Infrared investigation of hydrogen bonding on the surface of beryllium fluoride glass

Abstract

Infrared absorbance spectra were obtained from a dry BeF2 glass surface, and from the same surface after exposure to moist air. No absorbance resulted from the dry surface, but an intense, broad, structured contour having maximum absorbance near 3170±20 cm−1 was produced by the wetted surface. Continuous evaporation for 905 days at 15 mTorr and room temperature was then carried out, as the integrated absorbance of the 3170 cm−1 contour was measured relative to the intense, sharp 3690±5 cm−1 absorbance from internal Be–OH groups.

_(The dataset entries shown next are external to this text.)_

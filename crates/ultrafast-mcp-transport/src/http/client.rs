use crate::{Result, Transport, TransportError};
use async_trait::async_trait;
use reqwest::{
    header::{HeaderMap, HeaderValue},
    Client,
};
use serde::{Deserialize, Serialize};
use std::time::Duration;
use tokio::sync::mpsc;
use tracing;
use ultrafast_mcp_core::protocol::JsonRpcMessage;

/// MCP Protocol version constant
pub const MCP_PROTOCOL_VERSION: &str = "2025-06-18";

/// HTTP client configuration
#[derive(Debug, Clone)]
pub struct HttpClientConfig {
    pub base_url: String,
    pub session_id: Option<String>,
    pub protocol_version: String,
    pub timeout: Duration,
    pub max_retries: u32,
    pub auth_token: Option<String>,
}

impl HttpClientConfig {
    /// Get the MCP endpoint URL to avoid repeated string allocation
    pub fn mcp_url(&self) -> String {
        format!("{}/mcp", self.base_url)
    }

    /// Get the messages endpoint URL
    pub fn messages_url(&self) -> String {
        format!("{}/mcp/messages", self.base_url)
    }
}

impl Default for HttpClientConfig {
    fn default() -> Self {
        Self {
            base_url: "http://127.0.0.1:8080".to_string(),
            session_id: None,
            protocol_version: MCP_PROTOCOL_VERSION.to_string(),
            timeout: Duration::from_secs(30),
            max_retries: 3,
            auth_token: None,
        }
    }
}

/// HTTP MCP client implementation
pub struct HttpTransportClient {
    client: Client,
    config: HttpClientConfig,
    session_id: Option<String>,
    message_receiver: mpsc::Receiver<JsonRpcMessage>,
    message_sender: mpsc::Sender<JsonRpcMessage>,
}

impl HttpTransportClient {
    pub fn new(config: HttpClientConfig) -> Result<Self> {
        let client = Client::builder()
            .timeout(config.timeout)
            .build()
            .map_err(|e| TransportError::InitializationError {
                message: format!("Failed to create HTTP client: {}", e),
            })?;

        let (message_sender, message_receiver) = mpsc::channel(1000);

        Ok(Self {
            client,
            config,
            session_id: None,
            message_receiver,
            message_sender,
        })
    }

    #[cfg(feature = "http")]
    pub fn with_oauth_token(mut self, token: &str) -> Self {
        self.config.auth_token = Some(format!("Bearer {}", token));
        self
    }

    /// Connect to the MCP server
    pub async fn connect(&mut self) -> Result<String> {
        let mut headers = HeaderMap::new();
        headers.insert(
            "mcp-protocol-version",
            str_to_header_value(&self.config.protocol_version)?,
        );

        if let Some(token) = &self.config.auth_token {
            headers.insert("authorization", str_to_header_value(token)?);
        }

        let mut query_params = Vec::new();
        if let Some(session_id) = &self.config.session_id {
            query_params.push(("session_id", session_id.as_str()));
        }

        let url = self.config.mcp_url();
        let response = self
            .client
            .get(&url)
            .headers(headers)
            .query(&query_params)
            .send()
            .await
            .map_err(|e| TransportError::ConnectionError {
                message: format!("Failed to connect: {}", e),
            })?;

        if !response.status().is_success() {
            let error_text = response.text().await.unwrap_or_default();
            return Err(TransportError::ConnectionError {
                message: format!("Connection failed: {}", error_text),
            });
        }

        let connect_response: McpConnectResponse =
            response
                .json()
                .await
                .map_err(|e| TransportError::SerializationError {
                    message: format!("Failed to parse connect response: {}", e),
                })?;

        self.session_id = Some(connect_response.session_id.clone());

        // Process any pending messages
        for message in connect_response.pending_messages {
            let _ = self.message_sender.send(message).await;
        }

        // Start polling for messages
        self.start_message_polling().await;

        Ok(connect_response.session_id)
    }

    /// Start polling for messages from the server
    async fn start_message_polling(&self) {
        let client = self.client.clone();
        let config = self.config.clone();
        let session_id = self.session_id.clone();
        let sender = self.message_sender.clone();

        tokio::spawn(async move {
            if let Some(session_id) = session_id {
                tracing::info!("Starting message polling for session: {}", session_id);
                let mut interval = tokio::time::interval(Duration::from_millis(500));

                loop {
                    interval.tick().await;

                    tracing::debug!("Polling for messages, session: {}", session_id);
                    if let Ok(messages) = poll_messages(&client, &config, &session_id, 0).await {
                        tracing::info!("Received {} messages", messages.len());
                        for message in messages {
                            let _ = sender.send(message).await;
                        }
                    }

                    // Break on channel closed
                    if sender.is_closed() {
                        break;
                    }
                }
            } else {
                tracing::error!("No session ID available for polling");
            }
        });
    }

    /// Send a message and acknowledge it
    async fn send_and_ack(&self, message: JsonRpcMessage) -> Result<()> {
        let session_id =
            self.session_id
                .as_ref()
                .ok_or_else(|| TransportError::ConnectionError {
                    message: "Not connected".to_string(),
                })?;

        let mut headers = HeaderMap::new();
        headers.insert("content-type", str_to_header_value("application/json")?);

        if let Some(token) = &self.config.auth_token {
            headers.insert("authorization", str_to_header_value(token)?);
        }

        let request_body = McpRequest {
            session_id: session_id.clone(),
            message: message.clone(),
        };

        let url = self.config.mcp_url();
        let response = self
            .client
            .post(&url)
            .headers(headers)
            .json(&request_body)
            .send()
            .await
            .map_err(|e| TransportError::NetworkError {
                message: format!("Failed to send message: {}", e),
            })?;

        if !response.status().is_success() {
            let error_text = response.text().await.unwrap_or_default();
            return Err(TransportError::NetworkError {
                message: format!("Send failed: {}", error_text),
            });
        }

        let _send_response: McpResponse =
            response
                .json()
                .await
                .map_err(|e| TransportError::SerializationError {
                    message: format!("Failed to parse send response: {}", e),
                })?;

        Ok(())
    }
}

#[async_trait]
impl Transport for HttpTransportClient {
    async fn send_message(&mut self, message: JsonRpcMessage) -> Result<()> {
        self.send_and_ack(message).await
    }

    async fn receive_message(&mut self) -> Result<JsonRpcMessage> {
        self.message_receiver
            .recv()
            .await
            .ok_or(TransportError::ConnectionClosed)
    }

    async fn close(&mut self) -> Result<()> {
        self.session_id = None;
        Ok(())
    }
}

/// Poll for messages from the server
async fn poll_messages(
    client: &Client,
    config: &HttpClientConfig,
    session_id: &str,
    since: u64,
) -> Result<Vec<JsonRpcMessage>> {
    let mut headers = HeaderMap::new();
    if let Some(token) = &config.auth_token {
        headers.insert("authorization", str_to_header_value(token)?);
    }

    let mut query_params = vec![("session_id", session_id.to_string())];
    if since > 0 {
        query_params.push(("since", since.to_string()));
    }

    let url = config.messages_url();
    let response = client
        .get(&url)
        .headers(headers)
        .query(
            &query_params
                .iter()
                .map(|(k, v)| (k, v.as_str()))
                .collect::<Vec<_>>(),
        )
        .send()
        .await
        .map_err(|e| TransportError::NetworkError {
            message: format!("Failed to poll messages: {}", e),
        })?;

    if !response.status().is_success() {
        tracing::warn!(
            "Polling failed with status {}: {}",
            response.status(),
            response.text().await.unwrap_or_default()
        );
        return Ok(Vec::new()); // Return empty on error
    }

    let messages: Vec<JsonRpcMessage> =
        response
            .json()
            .await
            .map_err(|e| TransportError::SerializationError {
                message: format!("Failed to parse messages: {}", e),
            })?;

    Ok(messages)
}

/// Response types (shared with server)
#[derive(Debug, Serialize, Deserialize)]
pub struct McpConnectResponse {
    pub session_id: String,
    pub protocol_version: String,
    pub pending_messages: Vec<JsonRpcMessage>,
}

#[derive(Debug, Serialize, Deserialize)]
pub struct McpRequest {
    pub session_id: String,
    pub message: JsonRpcMessage,
}

#[derive(Debug, Serialize, Deserialize)]
pub struct McpResponse {
    pub success: bool,
    pub message_id: Option<String>,
    pub error: Option<String>,
}

fn str_to_header_value(s: &str) -> Result<HeaderValue> {
    HeaderValue::from_str(s).map_err(|e| TransportError::InitializationError {
        message: format!("Failed to parse header value: {}", e),
    })
}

The 3170 cm−1 contour is thought to arise from the combined stretching vibrations of surface Be–OH⋅⋅⋅F−⋅⋅⋅H–OH+2(H2O)2(H2O)n units. In these, the primary hydration sphere of H3O+ contains two H2O molecules and one F− ion, all strongly bound, and the second hydration sphere contains up to six H2O molecules, n≤6. Upon evacuation, the second-sphere H2O molecules are removed consecutively, but the two primary-sphere H2O molecules, and the very strong F−⋅⋅⋅H hydrogen bond are unaffected. The relative integrated 3170 cm−1 absorbance AT was observed to decrease at a decreasing rate by a factor of about 2.5 after 50 days of pumping, and then to decline to ∼20% of the t=0 absorbance, upon pumping for 905 days. The temporal behavior of A was found to fit first-order kinetics of the form −(dA/dt)=[0.244 045/(1+t)]A. Here, [0.244 045/(1+t)]=B exp(−∼(ΔH)/RT), where B=9.65×105 d−1 at 298.15 K. ∼(ΔH) is the species-dependent, and therefore time-dependent, enthalpy in cal mol−1, and t is the pumping time in days.